(Collected data)
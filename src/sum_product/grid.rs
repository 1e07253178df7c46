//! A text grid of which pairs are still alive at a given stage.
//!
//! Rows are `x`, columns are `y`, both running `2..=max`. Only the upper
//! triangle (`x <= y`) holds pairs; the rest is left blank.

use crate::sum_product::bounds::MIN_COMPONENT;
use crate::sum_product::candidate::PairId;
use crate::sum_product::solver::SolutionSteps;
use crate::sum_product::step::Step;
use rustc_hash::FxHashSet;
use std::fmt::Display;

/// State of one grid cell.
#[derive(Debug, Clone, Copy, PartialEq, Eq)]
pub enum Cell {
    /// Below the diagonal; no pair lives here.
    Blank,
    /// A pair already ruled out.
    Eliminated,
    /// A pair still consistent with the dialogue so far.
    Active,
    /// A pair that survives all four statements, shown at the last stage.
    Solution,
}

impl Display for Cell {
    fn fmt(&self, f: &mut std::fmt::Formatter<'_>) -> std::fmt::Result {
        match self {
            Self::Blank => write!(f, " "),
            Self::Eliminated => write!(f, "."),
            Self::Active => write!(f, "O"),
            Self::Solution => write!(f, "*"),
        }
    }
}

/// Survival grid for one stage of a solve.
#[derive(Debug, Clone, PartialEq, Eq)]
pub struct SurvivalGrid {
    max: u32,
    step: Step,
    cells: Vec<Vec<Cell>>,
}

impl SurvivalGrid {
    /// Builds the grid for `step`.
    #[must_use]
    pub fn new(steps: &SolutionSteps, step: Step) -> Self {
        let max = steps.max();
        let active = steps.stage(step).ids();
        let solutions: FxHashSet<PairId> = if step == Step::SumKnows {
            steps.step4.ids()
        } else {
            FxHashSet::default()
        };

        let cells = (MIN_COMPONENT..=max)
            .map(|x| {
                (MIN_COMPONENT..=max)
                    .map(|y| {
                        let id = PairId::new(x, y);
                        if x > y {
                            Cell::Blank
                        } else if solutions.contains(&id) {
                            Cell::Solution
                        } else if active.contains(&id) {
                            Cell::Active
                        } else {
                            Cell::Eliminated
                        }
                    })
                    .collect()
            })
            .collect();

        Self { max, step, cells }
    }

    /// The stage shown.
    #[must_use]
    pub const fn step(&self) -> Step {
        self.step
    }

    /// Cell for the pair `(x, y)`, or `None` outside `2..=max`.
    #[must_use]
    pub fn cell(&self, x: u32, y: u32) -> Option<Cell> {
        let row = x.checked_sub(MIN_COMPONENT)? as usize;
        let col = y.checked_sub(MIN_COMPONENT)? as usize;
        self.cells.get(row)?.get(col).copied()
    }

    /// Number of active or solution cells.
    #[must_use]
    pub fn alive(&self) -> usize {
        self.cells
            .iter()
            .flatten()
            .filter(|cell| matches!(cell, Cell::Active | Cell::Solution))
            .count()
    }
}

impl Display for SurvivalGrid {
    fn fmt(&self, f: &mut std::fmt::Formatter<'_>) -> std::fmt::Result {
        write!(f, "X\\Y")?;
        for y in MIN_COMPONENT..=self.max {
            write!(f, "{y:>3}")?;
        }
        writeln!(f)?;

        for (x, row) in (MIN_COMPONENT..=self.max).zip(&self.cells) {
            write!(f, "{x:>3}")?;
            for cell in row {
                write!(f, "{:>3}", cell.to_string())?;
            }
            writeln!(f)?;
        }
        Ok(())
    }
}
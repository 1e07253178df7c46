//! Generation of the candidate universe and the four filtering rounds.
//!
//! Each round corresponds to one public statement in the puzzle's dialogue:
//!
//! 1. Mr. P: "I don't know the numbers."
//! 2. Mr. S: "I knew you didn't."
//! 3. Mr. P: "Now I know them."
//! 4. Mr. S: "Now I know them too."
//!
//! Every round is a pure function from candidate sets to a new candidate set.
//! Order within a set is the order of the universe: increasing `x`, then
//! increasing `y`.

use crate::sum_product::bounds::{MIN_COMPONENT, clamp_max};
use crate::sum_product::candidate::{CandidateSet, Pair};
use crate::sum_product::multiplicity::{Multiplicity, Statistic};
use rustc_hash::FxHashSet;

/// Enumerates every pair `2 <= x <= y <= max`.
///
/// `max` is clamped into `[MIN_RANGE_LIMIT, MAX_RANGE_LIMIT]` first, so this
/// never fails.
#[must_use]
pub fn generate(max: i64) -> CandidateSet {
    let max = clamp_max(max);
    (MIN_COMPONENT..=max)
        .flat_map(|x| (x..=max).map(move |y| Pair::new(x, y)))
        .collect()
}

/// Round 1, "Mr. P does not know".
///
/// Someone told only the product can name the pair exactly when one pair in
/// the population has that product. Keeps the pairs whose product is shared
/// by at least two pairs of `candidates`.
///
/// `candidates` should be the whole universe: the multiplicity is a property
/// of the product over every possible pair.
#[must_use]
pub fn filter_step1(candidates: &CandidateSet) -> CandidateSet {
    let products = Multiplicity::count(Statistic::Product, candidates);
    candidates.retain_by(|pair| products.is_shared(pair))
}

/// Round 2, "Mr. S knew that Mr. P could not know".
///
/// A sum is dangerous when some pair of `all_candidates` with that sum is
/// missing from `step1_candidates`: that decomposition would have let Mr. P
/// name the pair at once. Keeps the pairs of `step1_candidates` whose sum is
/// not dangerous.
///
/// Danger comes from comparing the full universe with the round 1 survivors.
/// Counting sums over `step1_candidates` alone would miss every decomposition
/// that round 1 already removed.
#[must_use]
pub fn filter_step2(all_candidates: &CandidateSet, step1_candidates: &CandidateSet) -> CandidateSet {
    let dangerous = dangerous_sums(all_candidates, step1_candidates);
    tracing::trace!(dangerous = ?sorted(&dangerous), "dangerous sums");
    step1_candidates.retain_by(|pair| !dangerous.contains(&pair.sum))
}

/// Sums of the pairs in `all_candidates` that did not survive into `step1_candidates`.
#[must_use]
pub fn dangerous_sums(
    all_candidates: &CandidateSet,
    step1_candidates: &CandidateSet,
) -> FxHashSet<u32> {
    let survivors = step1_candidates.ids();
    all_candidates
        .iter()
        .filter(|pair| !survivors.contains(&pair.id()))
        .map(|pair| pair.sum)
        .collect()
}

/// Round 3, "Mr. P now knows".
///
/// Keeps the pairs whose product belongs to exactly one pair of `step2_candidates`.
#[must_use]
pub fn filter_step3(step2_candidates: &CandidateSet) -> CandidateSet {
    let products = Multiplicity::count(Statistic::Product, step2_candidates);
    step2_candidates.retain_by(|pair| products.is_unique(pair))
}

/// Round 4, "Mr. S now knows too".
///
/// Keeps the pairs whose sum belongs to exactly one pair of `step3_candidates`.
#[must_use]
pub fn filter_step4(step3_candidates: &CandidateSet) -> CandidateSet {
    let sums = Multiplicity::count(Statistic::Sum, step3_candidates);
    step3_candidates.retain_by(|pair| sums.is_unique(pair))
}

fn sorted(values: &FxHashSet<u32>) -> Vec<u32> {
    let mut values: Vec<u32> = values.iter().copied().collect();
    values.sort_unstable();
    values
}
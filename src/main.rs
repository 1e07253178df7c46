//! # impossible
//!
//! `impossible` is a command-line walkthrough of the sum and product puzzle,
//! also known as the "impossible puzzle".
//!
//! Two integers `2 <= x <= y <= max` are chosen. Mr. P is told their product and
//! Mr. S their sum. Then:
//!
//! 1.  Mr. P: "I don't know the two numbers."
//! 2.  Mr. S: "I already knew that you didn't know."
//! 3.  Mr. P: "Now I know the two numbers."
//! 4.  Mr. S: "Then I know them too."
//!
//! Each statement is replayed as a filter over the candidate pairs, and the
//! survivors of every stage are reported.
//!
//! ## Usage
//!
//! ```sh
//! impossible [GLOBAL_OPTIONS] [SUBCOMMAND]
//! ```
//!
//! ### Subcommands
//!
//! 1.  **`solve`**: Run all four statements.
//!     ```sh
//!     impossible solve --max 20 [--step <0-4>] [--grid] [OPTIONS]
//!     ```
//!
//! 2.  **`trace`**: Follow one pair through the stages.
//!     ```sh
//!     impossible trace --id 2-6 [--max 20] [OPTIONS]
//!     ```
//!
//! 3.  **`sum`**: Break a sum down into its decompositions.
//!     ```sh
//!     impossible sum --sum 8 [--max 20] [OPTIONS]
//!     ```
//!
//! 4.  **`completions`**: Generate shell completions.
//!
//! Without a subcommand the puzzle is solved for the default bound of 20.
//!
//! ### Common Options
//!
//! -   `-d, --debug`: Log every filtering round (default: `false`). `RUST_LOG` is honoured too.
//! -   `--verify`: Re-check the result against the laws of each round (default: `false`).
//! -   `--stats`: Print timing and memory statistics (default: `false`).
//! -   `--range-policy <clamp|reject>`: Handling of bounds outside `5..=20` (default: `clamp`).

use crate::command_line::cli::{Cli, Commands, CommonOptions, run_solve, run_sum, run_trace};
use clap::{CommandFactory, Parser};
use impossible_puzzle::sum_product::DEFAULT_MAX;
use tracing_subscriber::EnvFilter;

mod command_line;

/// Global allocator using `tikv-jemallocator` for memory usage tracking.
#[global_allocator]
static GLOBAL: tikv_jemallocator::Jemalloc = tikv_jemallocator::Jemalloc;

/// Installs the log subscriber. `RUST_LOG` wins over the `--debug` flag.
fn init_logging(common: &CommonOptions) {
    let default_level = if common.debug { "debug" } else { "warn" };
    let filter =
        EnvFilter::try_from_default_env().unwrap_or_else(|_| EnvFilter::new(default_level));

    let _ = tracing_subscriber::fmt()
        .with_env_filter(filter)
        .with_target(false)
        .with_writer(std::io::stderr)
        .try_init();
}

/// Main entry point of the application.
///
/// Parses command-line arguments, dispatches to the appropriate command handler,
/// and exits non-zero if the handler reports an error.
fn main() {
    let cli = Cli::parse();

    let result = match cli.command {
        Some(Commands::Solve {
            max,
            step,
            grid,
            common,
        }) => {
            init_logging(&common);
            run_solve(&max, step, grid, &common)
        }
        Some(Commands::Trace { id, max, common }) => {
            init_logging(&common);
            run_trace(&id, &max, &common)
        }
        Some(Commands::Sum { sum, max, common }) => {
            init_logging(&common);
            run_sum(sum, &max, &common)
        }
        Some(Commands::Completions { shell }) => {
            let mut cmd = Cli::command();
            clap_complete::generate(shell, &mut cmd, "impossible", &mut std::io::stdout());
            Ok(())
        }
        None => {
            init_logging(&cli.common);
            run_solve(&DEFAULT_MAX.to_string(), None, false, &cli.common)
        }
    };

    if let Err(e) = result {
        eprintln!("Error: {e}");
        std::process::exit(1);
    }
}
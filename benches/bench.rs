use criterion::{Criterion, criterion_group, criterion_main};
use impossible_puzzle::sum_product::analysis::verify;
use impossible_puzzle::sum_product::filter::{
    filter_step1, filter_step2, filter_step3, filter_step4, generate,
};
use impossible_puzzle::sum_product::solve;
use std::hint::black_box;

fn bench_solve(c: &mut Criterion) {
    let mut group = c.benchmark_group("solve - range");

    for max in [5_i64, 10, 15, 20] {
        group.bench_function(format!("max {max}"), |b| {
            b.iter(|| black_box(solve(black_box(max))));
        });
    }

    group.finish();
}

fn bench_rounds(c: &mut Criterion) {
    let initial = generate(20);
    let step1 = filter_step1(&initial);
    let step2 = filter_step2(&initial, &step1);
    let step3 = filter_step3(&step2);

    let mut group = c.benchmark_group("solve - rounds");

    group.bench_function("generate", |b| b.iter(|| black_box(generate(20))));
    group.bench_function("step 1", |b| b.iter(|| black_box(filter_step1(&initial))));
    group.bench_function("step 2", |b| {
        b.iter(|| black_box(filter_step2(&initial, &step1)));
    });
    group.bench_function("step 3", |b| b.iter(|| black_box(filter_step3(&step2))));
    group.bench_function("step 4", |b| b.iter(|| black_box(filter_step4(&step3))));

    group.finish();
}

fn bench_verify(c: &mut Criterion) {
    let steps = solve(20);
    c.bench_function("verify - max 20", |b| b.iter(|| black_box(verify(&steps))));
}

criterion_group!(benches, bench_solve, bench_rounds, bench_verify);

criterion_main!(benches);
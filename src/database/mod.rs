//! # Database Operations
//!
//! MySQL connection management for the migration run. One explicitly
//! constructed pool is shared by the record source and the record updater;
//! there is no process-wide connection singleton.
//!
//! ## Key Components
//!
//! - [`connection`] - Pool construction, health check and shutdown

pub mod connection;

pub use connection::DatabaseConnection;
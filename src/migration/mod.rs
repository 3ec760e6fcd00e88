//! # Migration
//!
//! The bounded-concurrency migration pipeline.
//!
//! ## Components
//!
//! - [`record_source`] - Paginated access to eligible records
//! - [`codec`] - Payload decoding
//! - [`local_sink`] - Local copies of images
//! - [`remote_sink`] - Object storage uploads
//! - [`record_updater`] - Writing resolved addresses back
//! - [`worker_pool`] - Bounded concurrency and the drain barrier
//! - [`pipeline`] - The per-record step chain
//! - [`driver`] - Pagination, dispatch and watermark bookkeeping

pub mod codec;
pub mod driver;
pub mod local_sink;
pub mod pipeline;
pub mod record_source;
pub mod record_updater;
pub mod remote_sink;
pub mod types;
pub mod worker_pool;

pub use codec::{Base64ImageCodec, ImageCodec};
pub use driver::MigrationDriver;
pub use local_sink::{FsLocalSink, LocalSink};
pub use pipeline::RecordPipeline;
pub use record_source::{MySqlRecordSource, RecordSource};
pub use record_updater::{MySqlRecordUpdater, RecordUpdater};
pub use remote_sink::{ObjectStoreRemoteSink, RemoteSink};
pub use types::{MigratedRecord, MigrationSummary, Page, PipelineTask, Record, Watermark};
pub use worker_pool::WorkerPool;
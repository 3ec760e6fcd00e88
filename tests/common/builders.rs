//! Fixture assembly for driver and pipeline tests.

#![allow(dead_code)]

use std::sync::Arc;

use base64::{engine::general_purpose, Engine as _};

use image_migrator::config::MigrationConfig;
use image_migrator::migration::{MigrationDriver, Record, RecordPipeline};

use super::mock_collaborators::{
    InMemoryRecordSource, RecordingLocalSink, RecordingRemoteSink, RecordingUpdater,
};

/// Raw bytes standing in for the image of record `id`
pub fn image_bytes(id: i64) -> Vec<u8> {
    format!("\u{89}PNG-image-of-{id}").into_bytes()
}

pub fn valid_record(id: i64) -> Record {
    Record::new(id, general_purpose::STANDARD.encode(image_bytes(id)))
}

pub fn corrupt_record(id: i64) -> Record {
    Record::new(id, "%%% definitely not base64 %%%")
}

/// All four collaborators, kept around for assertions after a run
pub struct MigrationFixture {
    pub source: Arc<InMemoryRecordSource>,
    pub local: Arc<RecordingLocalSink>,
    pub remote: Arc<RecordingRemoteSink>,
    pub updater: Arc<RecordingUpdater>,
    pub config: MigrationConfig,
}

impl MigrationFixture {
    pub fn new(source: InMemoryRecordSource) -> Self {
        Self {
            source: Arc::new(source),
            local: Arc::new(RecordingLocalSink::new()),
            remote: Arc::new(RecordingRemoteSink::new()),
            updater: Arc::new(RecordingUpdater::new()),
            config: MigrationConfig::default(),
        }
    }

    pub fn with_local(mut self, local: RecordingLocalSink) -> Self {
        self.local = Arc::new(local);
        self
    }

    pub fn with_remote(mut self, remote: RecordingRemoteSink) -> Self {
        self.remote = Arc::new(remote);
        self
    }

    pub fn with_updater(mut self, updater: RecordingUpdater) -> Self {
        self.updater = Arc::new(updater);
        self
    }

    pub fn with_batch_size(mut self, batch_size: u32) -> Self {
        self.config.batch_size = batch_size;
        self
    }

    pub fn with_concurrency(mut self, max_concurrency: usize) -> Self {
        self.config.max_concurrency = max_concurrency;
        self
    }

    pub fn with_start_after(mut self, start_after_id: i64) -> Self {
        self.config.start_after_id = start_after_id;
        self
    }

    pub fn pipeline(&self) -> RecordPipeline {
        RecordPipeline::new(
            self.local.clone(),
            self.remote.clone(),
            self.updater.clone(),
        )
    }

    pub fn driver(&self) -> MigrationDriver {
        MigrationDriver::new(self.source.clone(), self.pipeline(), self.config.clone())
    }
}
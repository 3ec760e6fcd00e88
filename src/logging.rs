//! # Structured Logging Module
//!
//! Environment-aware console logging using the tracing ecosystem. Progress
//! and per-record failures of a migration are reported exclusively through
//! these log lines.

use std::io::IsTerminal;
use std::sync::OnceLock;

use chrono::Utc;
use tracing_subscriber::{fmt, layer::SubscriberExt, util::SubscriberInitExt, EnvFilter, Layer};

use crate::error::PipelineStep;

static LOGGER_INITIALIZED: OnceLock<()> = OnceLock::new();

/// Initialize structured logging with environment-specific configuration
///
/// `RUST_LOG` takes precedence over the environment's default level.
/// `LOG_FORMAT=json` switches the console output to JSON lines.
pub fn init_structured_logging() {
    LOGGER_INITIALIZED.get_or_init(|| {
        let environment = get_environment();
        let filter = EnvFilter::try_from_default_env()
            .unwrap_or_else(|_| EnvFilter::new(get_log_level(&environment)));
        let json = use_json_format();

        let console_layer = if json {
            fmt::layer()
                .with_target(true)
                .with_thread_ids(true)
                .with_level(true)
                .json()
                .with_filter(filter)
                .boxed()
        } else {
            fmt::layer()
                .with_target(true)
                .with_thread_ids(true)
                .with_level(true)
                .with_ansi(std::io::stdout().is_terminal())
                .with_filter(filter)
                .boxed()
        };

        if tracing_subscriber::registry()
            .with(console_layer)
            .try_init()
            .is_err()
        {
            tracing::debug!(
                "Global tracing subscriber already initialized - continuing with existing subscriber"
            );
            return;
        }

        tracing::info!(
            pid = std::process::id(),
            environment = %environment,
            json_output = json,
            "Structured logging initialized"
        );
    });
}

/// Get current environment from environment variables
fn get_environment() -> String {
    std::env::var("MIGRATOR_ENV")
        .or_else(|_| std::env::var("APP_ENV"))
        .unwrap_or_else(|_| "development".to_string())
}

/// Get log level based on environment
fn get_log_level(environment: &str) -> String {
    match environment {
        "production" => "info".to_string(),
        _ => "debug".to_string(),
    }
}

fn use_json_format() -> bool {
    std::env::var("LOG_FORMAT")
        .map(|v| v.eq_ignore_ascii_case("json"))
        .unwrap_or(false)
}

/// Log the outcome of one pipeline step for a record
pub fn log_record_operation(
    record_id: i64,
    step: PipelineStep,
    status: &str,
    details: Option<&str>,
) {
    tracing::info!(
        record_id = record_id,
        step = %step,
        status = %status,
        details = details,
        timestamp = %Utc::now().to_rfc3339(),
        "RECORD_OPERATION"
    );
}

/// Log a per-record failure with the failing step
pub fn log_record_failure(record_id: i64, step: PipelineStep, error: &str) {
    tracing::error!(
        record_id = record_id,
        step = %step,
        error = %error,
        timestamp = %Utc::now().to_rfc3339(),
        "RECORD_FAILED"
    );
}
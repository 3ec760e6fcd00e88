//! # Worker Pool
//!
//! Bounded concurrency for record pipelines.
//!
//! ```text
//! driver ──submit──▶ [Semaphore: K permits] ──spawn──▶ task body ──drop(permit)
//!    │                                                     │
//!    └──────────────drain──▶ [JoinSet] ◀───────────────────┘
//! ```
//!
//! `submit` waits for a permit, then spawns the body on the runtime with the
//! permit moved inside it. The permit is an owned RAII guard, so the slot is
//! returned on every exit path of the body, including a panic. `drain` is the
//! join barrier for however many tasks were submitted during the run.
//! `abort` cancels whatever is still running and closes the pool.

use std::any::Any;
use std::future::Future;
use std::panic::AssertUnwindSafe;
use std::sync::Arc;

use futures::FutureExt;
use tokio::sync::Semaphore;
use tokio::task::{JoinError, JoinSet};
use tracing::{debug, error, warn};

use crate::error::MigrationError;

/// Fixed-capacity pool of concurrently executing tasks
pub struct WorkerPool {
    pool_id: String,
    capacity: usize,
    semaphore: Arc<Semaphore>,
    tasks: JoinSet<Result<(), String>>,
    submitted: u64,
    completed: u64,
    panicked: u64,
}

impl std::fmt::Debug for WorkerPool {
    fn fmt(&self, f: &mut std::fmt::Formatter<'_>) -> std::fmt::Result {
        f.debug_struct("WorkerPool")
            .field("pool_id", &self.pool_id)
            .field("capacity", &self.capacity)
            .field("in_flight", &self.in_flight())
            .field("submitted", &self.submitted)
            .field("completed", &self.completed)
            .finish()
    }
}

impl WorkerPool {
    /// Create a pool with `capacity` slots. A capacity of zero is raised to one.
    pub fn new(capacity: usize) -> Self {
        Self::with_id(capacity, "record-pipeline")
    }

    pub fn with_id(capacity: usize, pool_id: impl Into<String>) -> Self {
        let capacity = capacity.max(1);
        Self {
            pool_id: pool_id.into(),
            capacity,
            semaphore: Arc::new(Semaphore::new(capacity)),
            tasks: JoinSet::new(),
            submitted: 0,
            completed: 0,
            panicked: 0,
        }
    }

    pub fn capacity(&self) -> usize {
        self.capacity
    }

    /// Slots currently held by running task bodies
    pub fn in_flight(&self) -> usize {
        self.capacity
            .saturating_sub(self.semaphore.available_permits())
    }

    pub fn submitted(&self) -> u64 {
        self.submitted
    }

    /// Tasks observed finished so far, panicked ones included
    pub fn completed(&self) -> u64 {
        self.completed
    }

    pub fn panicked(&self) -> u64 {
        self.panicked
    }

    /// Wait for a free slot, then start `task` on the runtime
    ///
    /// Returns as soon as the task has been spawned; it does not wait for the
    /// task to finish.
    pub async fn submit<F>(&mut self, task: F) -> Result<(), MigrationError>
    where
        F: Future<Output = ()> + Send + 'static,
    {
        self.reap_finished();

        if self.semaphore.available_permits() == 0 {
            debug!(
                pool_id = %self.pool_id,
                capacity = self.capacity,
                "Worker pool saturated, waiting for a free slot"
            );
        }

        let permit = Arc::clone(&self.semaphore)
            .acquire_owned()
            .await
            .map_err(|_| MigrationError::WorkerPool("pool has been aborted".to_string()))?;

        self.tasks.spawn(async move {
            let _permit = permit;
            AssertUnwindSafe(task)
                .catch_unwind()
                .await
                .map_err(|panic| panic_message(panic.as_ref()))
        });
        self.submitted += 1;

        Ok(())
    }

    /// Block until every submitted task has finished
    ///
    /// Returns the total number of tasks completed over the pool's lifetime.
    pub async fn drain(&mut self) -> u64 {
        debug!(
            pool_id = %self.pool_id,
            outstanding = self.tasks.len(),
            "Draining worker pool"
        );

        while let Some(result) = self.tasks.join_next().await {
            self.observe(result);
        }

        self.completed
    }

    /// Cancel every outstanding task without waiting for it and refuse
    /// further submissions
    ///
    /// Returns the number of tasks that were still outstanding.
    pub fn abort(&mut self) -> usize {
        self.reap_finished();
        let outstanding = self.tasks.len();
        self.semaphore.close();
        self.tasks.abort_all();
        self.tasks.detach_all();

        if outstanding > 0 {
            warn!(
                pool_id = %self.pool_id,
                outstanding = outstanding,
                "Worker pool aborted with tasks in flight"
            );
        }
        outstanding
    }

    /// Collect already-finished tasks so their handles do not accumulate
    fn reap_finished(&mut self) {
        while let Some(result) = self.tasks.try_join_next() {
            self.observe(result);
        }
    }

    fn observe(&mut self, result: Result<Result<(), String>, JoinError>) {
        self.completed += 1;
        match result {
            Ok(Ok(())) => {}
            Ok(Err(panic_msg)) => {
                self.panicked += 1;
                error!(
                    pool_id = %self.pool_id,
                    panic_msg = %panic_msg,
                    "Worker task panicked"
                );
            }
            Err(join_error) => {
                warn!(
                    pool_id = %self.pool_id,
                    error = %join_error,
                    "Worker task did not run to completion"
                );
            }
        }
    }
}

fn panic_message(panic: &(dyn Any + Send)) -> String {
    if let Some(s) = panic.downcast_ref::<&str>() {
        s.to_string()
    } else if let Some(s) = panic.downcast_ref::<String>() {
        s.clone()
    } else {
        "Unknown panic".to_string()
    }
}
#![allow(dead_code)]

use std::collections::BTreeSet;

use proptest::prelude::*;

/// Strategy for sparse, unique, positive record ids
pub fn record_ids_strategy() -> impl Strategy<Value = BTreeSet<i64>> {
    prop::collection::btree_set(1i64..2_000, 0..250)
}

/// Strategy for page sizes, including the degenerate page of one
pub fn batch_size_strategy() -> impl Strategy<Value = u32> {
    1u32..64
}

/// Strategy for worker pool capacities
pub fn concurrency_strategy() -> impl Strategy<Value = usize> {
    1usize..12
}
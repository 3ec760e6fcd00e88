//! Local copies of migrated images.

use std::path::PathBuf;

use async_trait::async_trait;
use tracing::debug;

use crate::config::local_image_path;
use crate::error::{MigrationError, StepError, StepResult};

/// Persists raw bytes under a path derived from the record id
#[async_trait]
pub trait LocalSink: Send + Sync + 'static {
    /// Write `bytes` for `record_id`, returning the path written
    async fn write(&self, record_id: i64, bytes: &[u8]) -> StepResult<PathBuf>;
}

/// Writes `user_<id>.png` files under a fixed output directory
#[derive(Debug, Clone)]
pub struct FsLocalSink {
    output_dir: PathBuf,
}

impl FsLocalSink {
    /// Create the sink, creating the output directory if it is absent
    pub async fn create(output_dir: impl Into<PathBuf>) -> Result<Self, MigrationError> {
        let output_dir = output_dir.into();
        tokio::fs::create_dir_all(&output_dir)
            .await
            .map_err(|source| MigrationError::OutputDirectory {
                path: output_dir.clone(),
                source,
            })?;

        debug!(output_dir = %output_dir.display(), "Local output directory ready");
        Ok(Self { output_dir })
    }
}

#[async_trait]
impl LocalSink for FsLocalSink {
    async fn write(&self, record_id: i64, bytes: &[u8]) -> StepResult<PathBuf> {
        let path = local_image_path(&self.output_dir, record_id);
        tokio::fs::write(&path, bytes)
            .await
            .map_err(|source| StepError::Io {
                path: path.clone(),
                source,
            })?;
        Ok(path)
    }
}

▸ TASK GOAL
Up to and including the line with "let solutions: FxHashSet<PairId>", transcribe the entries above exactly, starting from their first line.

▸ SOLVED EXERCISE
filename src/sum_product/grid.rs
repository 1e07253178df7c46
//! A text grid of which pairs are still alive at a given stage.
//!
//! Rows are `x`, columns are `y`, both running `2..=max`. Only the upper
//! triangle (`x <= y`) holds pairs; the rest is left blank.

use crate::sum_product::bounds::MIN_COMPONENT;
use crate::sum_product::candidate::PairId;
use crate::sum_product::solver::SolutionSteps;
use crate::sum_product::step::Step;
use rustc_hash::FxHashSet;
use std::fmt::Display;

/// State of one grid cell.
#[derive(Debug, Clone, Copy, PartialEq, Eq)]
pub enum Cell {
    /// Below the diagonal; no pair lives here.
    Blank,
    /// A pair already ruled out.
    Eliminated,
    /// A pair still consistent with the dialogue so far.
    Active,
    /// A pair that survives all four statements, shown at the last stage.
    Solution,
}

impl Display for Cell {
    fn fmt(&self, f: &mut std::fmt::Formatter<'_>) -> std::fmt::Result {
        match self {
            Self::Blank => write!(f, " "),
            Self::Eliminated => write!(f, "."),
            Self::Active => write!(f, "O"),
            Self::Solution => write!(f, "*"),
        }
    }
}

/// Survival grid for one stage of a solve.
#[derive(Debug, Clone, PartialEq, Eq)]
pub struct SurvivalGrid {
    max: u32,
    step: Step,
    cells: Vec<Vec<Cell>>,
}

impl SurvivalGrid {
    /// Builds the grid for `step`.
    #[must_use]
    pub fn new(steps: &SolutionSteps, step: Step) -> Self {
        let max = steps.max();
        let active = steps.stage(step).ids();
        let solutions: FxHashSet<PairId> = if step == Step::SumKnows {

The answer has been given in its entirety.